For the four samples of non-isolated populations (EAGLE, COPDGene, COGEND and SAGE*), we used the STRUCTURE program24 to compute the ancestral proportions of all study participants using, based on comparison to the HapMap reference populations of Chinese (denoted CHB), European Americans (denoted CEU) and African Americans (denoted ASW) using 10 000 SNPs randomly distributed across the genome. We excluded outlying participants with 25% Asian and/or African American proportions.

1000 Genomes imputation

Genotype imputation was conducted in each non-isolated sample using IMPUTE2 (ref. 25) with reference to the 1000 Genomes ALL phase I integrated variant set.25,26 Additional details are provided in the Supplementary Information. Following imputation and removal of SNPs and insertions/deletions (indels) with minor allele frequency <0.01 in the 1000 Genomes EUR panel (collection of five European-ancestry populations), we tested 8 548 225 SNPs and 1 395 199 indels for association with nicotine dependence across the samples. We used the info metric to evaluate the SNP/indel imputation quality rather than imposing an imputation quality filter and possibly missing truly associated SNPs/indels.27 The SNP and indel genotype probabilities were converted to dosages and used in the regression model for association testing with nicotine dependence to account for any imputation uncertainty.28

For deCODE, genotype imputation was conducted by long-range phasing of all chip-genotyped individuals with methods described previously.29 Sequence variants were imputed from the deCODE whole-genome sequencing effort into 104 220 chip-genotyped Icelanders, who had been phased with long-range phasing, using the same model as used by IMPUTE.28

Statistical analyses: testing genome-wide SNP and indel associations with nicotine dependence

The genotyped and 1000 Genomes–imputed SNPs and indels were tested for association with categorical nicotine dependence (mild, moderate and severe) using ProbAbel software30 in each sample with linear regression models that included age, sex and sample-specific covariates (if applicable, see Supplementary Information). The four European American and Italian samples also included principal component eigenvectors to minimize bias owing to population stratification; for each sample, we selected the number of eigenvectors needed to account for >75% of the variability in nicotine dependence.

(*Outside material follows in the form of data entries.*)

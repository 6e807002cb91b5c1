//! indoornav CLI library.
//!
//! Output rendering, terminal styling and argument parsing helpers used by
//! the `indoornav-cli` binary.

pub mod output;
pub mod readings;
pub mod terminal;

#[cfg(test)]
pub(crate) mod test_helpers;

The sample-specific GWAS results were combined in METAL31 using inverse variance-weighted meta-analysis. The standard GWAS threshold (P<5 × 10−8) was used to declare statistically significant results. The I2 index was used to assess heterogeneity across samples.32

Follow-up SNP/indel association testing with nicotine dependence in independent samples

For any novel region having genome-wide significant association with nicotine dependence, we selected SNPs and indels associated at meta-analysis P<5 × 10−5 for follow-up testing across five independent European-ancestry samples: Yale-Penn study,33, 34, 35 Finnish Twin Cohort Study (FTC),36, 37 University of Wisconsin-Transdisciplinary Tobacco Use Research Center (UW-TTURC),12 Genetic Association Information Network (GAIN) GWAS of Schizophrenia and Molecular Genetics of Schizophrenia—nonGAIN Sample.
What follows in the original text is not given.